The Newline Character

There are several ways to lose that newline character. The simplest one is this:

char *get_line (char *s, size_t n, FILE *f) { char *p = fgets (s, n, f); if (p != NULL) { s[strlen(s)-1] = '\0'; /* This is wrong! */ } return p; }

And that's wrong! The string read by fgets not necessarily contains a '\n'! If the input is longer than n-1 characters, the last character before the terminating NUL character is some other character than '\n', and most probably we don't want to lose it!

The correct way is therefore the following:

char *get_line (char *s, size_t n, FILE *f) { char *p = fgets (s, n, f); if (p != NULL) { size_t last = strlen (s) - 1; if (s[last] == '\n') s[last] = '\0'; } return p; }

Now this may seem trivial to you, but it's a surprisingly common error!

Don't Be Too Tricky!

There is a quite common "trick" to get rid of an eventual trailing newline, illustrated by the following implementation of my get_line function:

char *get_line (char *s, size_t n, FILE *f) { char *p = fgets (s, n, f); if (p != NULL) strtok (s, "\n"); return p; }

(Note that the second argument of strtok really is a string, not a character! It's not a typo!)

If you study the strtok function, you'll see that this really overwrites a trailing '\n' with a NUL character if there is a newline, and does nothing if there isn't one.

But this is dangerous ground! For strtok is not reentrant, and thus calling get_line in a loop may have the doggonest effects if that loop somehow also uses strtok. Consider the following example:

We implement a command loop. There may be multiple commands on a line, we'll treat them one after the other. Some commands may require more user interaction. (Note: this is rather poor interface design, but unfortunately I can't come up with a more convincing example right now. Would you just believe me that similar situations can easily occur in real life? Thank you.)

#define CMD_LENGTH 100 #define NAME_LENGTH 50 char cmd[CMD_LENGTH], name[NAME_LENGTH]; while (get_line (cmd, CMD_LENGTH, stdin)) { /* Now parse the command line. Commands are separated by semicolons. */ curr_cmd = strtok (cmd, ";"); /* (1) */ while (curr_cmd != NULL) { if (strcmp (curr_cmd, "new_client") == 0) { printf ("Enter the name of the new client: "); fflush (stdout); if (get_line (name, NAME_LENGTH, stdin)) { /* (2) */ ... } ... } else if (...) { ... } ... curr_cmd = strtok (NULL, ";"); /* Find next command (3) */ } ... }

This won't work because strtok is not reentrant. The calls at the points marked (1) and (3) belong together - they are supposed to operated both on cmd. However, the intervening call to strtok hidden in get_line at point (2) scrambles the data structures set up at (1), with the effect that the call at (3) erroneously operates on name!

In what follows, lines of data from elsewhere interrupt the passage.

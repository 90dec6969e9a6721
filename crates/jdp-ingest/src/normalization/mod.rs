//! Entity normalization
//!
//! Post-ingest passes that clean up hydrated entities before they reach
//! calculation pipelines. Normalization is pure: it consumes entity values
//! and returns new ones, with all state-specific behavior injected through
//! a delegate trait.

mod violation_responses;

pub use violation_responses::{
    normalized_violation_responses_for_calculations, ViolationResponseNormalizationDelegate,
};
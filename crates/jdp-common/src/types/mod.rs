//! Common types used across JDP

mod filename;
mod instance;
mod paths;
mod violations;

pub use filename::{
    build_normalized_file_name, DirectIngestFileParts, DirectIngestFileType,
    CODE_TABLE_TAG_PREFIX,
};
pub use instance::IngestInstance;
pub use paths::StorageFilePath;
pub use violations::{
    ViolatedConditionEntry, Violation, ViolationResponse, ViolationType, ViolationTypeEntry,
};
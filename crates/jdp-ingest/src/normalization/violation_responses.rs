//! Violation response normalization

use std::collections::HashSet;

use jdp_common::types::{
    ViolatedConditionEntry, Violation, ViolationResponse, ViolationType, ViolationTypeEntry,
};
use tracing::debug;

/// State-specific decisions involved in normalizing violation responses.
/// Defaults are the no-op behavior; a state overrides only what it needs.
pub trait ViolationResponseNormalizationDelegate {
    /// Whether responses sharing a response date should be collapsed into a
    /// single representative.
    fn should_de_duplicate_responses_by_date(&self) -> bool {
        false
    }

    /// Violation types to append to a response's violation beyond what the
    /// source data carries.
    fn additional_violation_types_for_response(
        &self,
        _response: &ViolationResponse,
    ) -> Vec<ViolationTypeEntry> {
        Vec::new()
    }

    /// Rewrites one violated condition entry in the context of its response.
    fn update_condition(
        &self,
        _response: &ViolationResponse,
        condition: ViolatedConditionEntry,
    ) -> ViolatedConditionEntry {
        condition
    }
}

/// Normalizes a person's violation responses for the calculation pipelines:
/// drops drafts and responses with no date, sorts ascending by date, applies
/// delegate updates to each violation, and optionally collapses responses
/// sharing a date.
///
/// Consumes the input and returns newly built values; nothing in the output
/// aliases caller state.
pub fn normalized_violation_responses_for_calculations(
    responses: Vec<ViolationResponse>,
    delegate: &dyn ViolationResponseNormalizationDelegate,
) -> Vec<ViolationResponse> {
    let input_len = responses.len();

    let mut filtered: Vec<ViolationResponse> = responses
        .into_iter()
        .filter(|response| response.response_date.is_some() && !response.is_draft)
        .collect();
    // Stable sort keeps same-date responses in input order, which fixes
    // which response becomes the representative under de-duplication.
    filtered.sort_by_key(|response| response.response_date);

    let updated = update_violations_on_responses(filtered, delegate);

    let normalized = if delegate.should_de_duplicate_responses_by_date() {
        de_duplicate_responses_by_date(updated)
    } else {
        updated
    };

    debug!(
        input = input_len,
        output = normalized.len(),
        "Normalized violation responses"
    );
    normalized
}

fn update_violations_on_responses(
    responses: Vec<ViolationResponse>,
    delegate: &dyn ViolationResponseNormalizationDelegate,
) -> Vec<ViolationResponse> {
    responses
        .into_iter()
        .map(|response| {
            let violation = match &response.violation {
                None => return response,
                Some(violation) => violation.clone(),
            };

            let mut violation_types = violation.violation_types.clone();
            violation_types.extend(delegate.additional_violation_types_for_response(&response));

            let violated_conditions = violation
                .violated_conditions
                .iter()
                .cloned()
                .map(|condition| delegate.update_condition(&response, condition))
                .collect();

            let updated = violation
                .with_violation_types(violation_types)
                .with_violated_conditions(violated_conditions);
            response.with_violation(Some(updated))
        })
        .collect()
}

/// Collapses responses that share a response date into one representative
/// (the earliest in sort order) whose violation carries the union of all
/// violation types seen that date, in first-occurrence order.
fn de_duplicate_responses_by_date(responses: Vec<ViolationResponse>) -> Vec<ViolationResponse> {
    let mut deduped: Vec<ViolationResponse> = Vec::new();
    let mut group: Vec<ViolationResponse> = Vec::new();

    for response in responses {
        let starts_new_group = group
            .first()
            .is_some_and(|first| first.response_date != response.response_date);
        if starts_new_group {
            if let Some(merged) = merge_same_date_group(std::mem::take(&mut group)) {
                deduped.push(merged);
            }
        }
        group.push(response);
    }
    if let Some(merged) = merge_same_date_group(group) {
        deduped.push(merged);
    }
    deduped
}

fn merge_same_date_group(group: Vec<ViolationResponse>) -> Option<ViolationResponse> {
    let representative = group.first()?.clone();

    let mut seen: HashSet<ViolationType> = HashSet::new();
    let mut merged_types: Vec<ViolationTypeEntry> = Vec::new();
    for response in &group {
        let violation = match &response.violation {
            None => continue,
            Some(violation) => violation,
        };
        for entry in &violation.violation_types {
            let violation_type = match entry.violation_type {
                None => continue,
                Some(violation_type) => violation_type,
            };
            if seen.insert(violation_type) {
                merged_types.push(entry.clone());
            }
        }
    }

    let merged_violation = match &representative.violation {
        Some(violation) => violation.clone().with_violation_types(merged_types),
        // The representative may have no violation while later responses on
        // the same date do; their types still need somewhere to live.
        None if !merged_types.is_empty() => {
            Violation::default().with_violation_types(merged_types)
        },
        None => return Some(representative),
    };
    Some(representative.with_violation(Some(merged_violation)))
}

#[cfg(test)]
#[allow(clippy::unwrap_used)]
mod tests {
    use super::*;
    use chrono::NaiveDate;

    struct NoOpDelegate;
    impl ViolationResponseNormalizationDelegate for NoOpDelegate {}

    struct DedupingDelegate;
    impl ViolationResponseNormalizationDelegate for DedupingDelegate {
        fn should_de_duplicate_responses_by_date(&self) -> bool {
            true
        }
    }

    struct AugmentingDelegate;
    impl ViolationResponseNormalizationDelegate for AugmentingDelegate {
        fn additional_violation_types_for_response(
            &self,
            _response: &ViolationResponse,
        ) -> Vec<ViolationTypeEntry> {
            vec![ViolationTypeEntry::new(ViolationType::Technical)]
        }

        fn update_condition(
            &self,
            _response: &ViolationResponse,
            condition: ViolatedConditionEntry,
        ) -> ViolatedConditionEntry {
            condition.with_condition("SPECIAL_CONDITIONS")
        }
    }

    fn date(day: u32) -> NaiveDate {
        NaiveDate::from_ymd_opt(2021, 6, day).unwrap()
    }

    fn response(day: Option<u32>, types: &[ViolationType]) -> ViolationResponse {
        let violation = Violation::default().with_violation_types(
            types.iter().copied().map(ViolationTypeEntry::new).collect(),
        );
        ViolationResponse {
            external_id: None,
            response_date: day.map(date),
            is_draft: false,
            violation: Some(violation),
        }
    }

    fn response_without_violation(day: u32) -> ViolationResponse {
        ViolationResponse {
            external_id: None,
            response_date: Some(date(day)),
            is_draft: false,
            violation: None,
        }
    }

    fn violation_types_of(response: &ViolationResponse) -> Vec<ViolationType> {
        response
            .violation
            .as_ref()
            .map(|v| {
                v.violation_types
                    .iter()
                    .filter_map(|e| e.violation_type)
                    .collect()
            })
            .unwrap_or_default()
    }

    #[test]
    fn test_empty_input_produces_empty_output() {
        let normalized = normalized_violation_responses_for_calculations(Vec::new(), &NoOpDelegate);
        assert!(normalized.is_empty());
    }

    #[test]
    fn test_drops_drafts_and_null_dates_and_sorts() {
        let mut draft = response(Some(3), &[]);
        draft.is_draft = true;
        let responses = vec![
            response(Some(5), &[]),
            draft,
            response(None, &[]),
            response(Some(1), &[]),
        ];

        let normalized = normalized_violation_responses_for_calculations(responses, &NoOpDelegate);
        assert_eq!(
            normalized
                .iter()
                .map(|r| r.response_date.unwrap())
                .collect::<Vec<_>>(),
            vec![date(1), date(5)]
        );
    }

    #[test]
    fn test_without_dedup_length_is_preserved() {
        let responses = vec![
            response(Some(2), &[ViolationType::Felony]),
            response(Some(2), &[ViolationType::Technical]),
            response(Some(1), &[]),
        ];

        let normalized = normalized_violation_responses_for_calculations(responses, &NoOpDelegate);
        assert_eq!(normalized.len(), 3);
    }

    #[test]
    fn test_dedup_merges_types_in_first_occurrence_order() {
        let responses = vec![
            response(Some(2), &[ViolationType::Felony]),
            response_without_violation(2),
            response(Some(2), &[ViolationType::Technical, ViolationType::Felony]),
        ];

        let normalized =
            normalized_violation_responses_for_calculations(responses, &DedupingDelegate);
        assert_eq!(normalized.len(), 1);
        assert_eq!(
            violation_types_of(&normalized[0]),
            vec![ViolationType::Felony, ViolationType::Technical]
        );
    }

    #[test]
    fn test_dedup_keeps_distinct_dates_separate() {
        let responses = vec![
            response(Some(1), &[ViolationType::Felony]),
            response(Some(2), &[ViolationType::Technical]),
        ];

        let normalized =
            normalized_violation_responses_for_calculations(responses, &DedupingDelegate);
        assert_eq!(normalized.len(), 2);
        assert_eq!(violation_types_of(&normalized[0]), vec![ViolationType::Felony]);
        assert_eq!(
            violation_types_of(&normalized[1]),
            vec![ViolationType::Technical]
        );
    }

    #[test]
    fn test_dedup_representative_without_violation_still_collects_types() {
        let responses = vec![
            response_without_violation(2),
            response(Some(2), &[ViolationType::Misdemeanor]),
        ];

        let normalized =
            normalized_violation_responses_for_calculations(responses, &DedupingDelegate);
        assert_eq!(normalized.len(), 1);
        assert_eq!(
            violation_types_of(&normalized[0]),
            vec![ViolationType::Misdemeanor]
        );
    }

    #[test]
    fn test_delegate_augments_types_and_rewrites_conditions() {
        let violation = Violation::default()
            .with_violation_types(vec![ViolationTypeEntry::new(ViolationType::Felony)])
            .with_violated_conditions(vec![ViolatedConditionEntry::new("EMPLOYMENT")]);
        let responses = vec![ViolationResponse {
            external_id: None,
            response_date: Some(date(1)),
            is_draft: false,
            violation: Some(violation),
        }];

        let normalized =
            normalized_violation_responses_for_calculations(responses, &AugmentingDelegate);
        assert_eq!(
            violation_types_of(&normalized[0]),
            vec![ViolationType::Felony, ViolationType::Technical]
        );
        let conditions = &normalized[0].violation.as_ref().unwrap().violated_conditions;
        assert_eq!(conditions[0].condition, "SPECIAL_CONDITIONS");
    }
}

Because of such hidden effects that can prove desastrous I usually avoid strtok and in particular the strtok (str, "\n") trick. The function is simply poorly designed and is not suitable for real applications.

Skipping the Rest of the Line

In one of the examples above, we've already seen how to skip a line in the input. However, there are a few pitfalls to avoid when doing this in a general setting.

The basic method of skipping input is to use the '*' to indicate assignment suppression:

scanf ("%*[^\n]");

The format specification [^\n] matches any sequence of characters up to a newline. The '*' tells scanf to skip the matching input without assigning it to any variabe (consequently, there is no corresponding variable in the argument list of scanf).

But this doesn't read the newline itself! We have to read it explicitly ourselves. I'll show you first a wrong way to attempt to do this:

scanf ("%*[^\n]%*c"); /* This is wrong! */

Why is this wrong? Well, what happens if the rest of the line contains only a newline character? In that case, there's no matching input for the [^\n] format specifier, and therefore scanf fails before it even processes the %c specification! This means that the newline is still left in the input...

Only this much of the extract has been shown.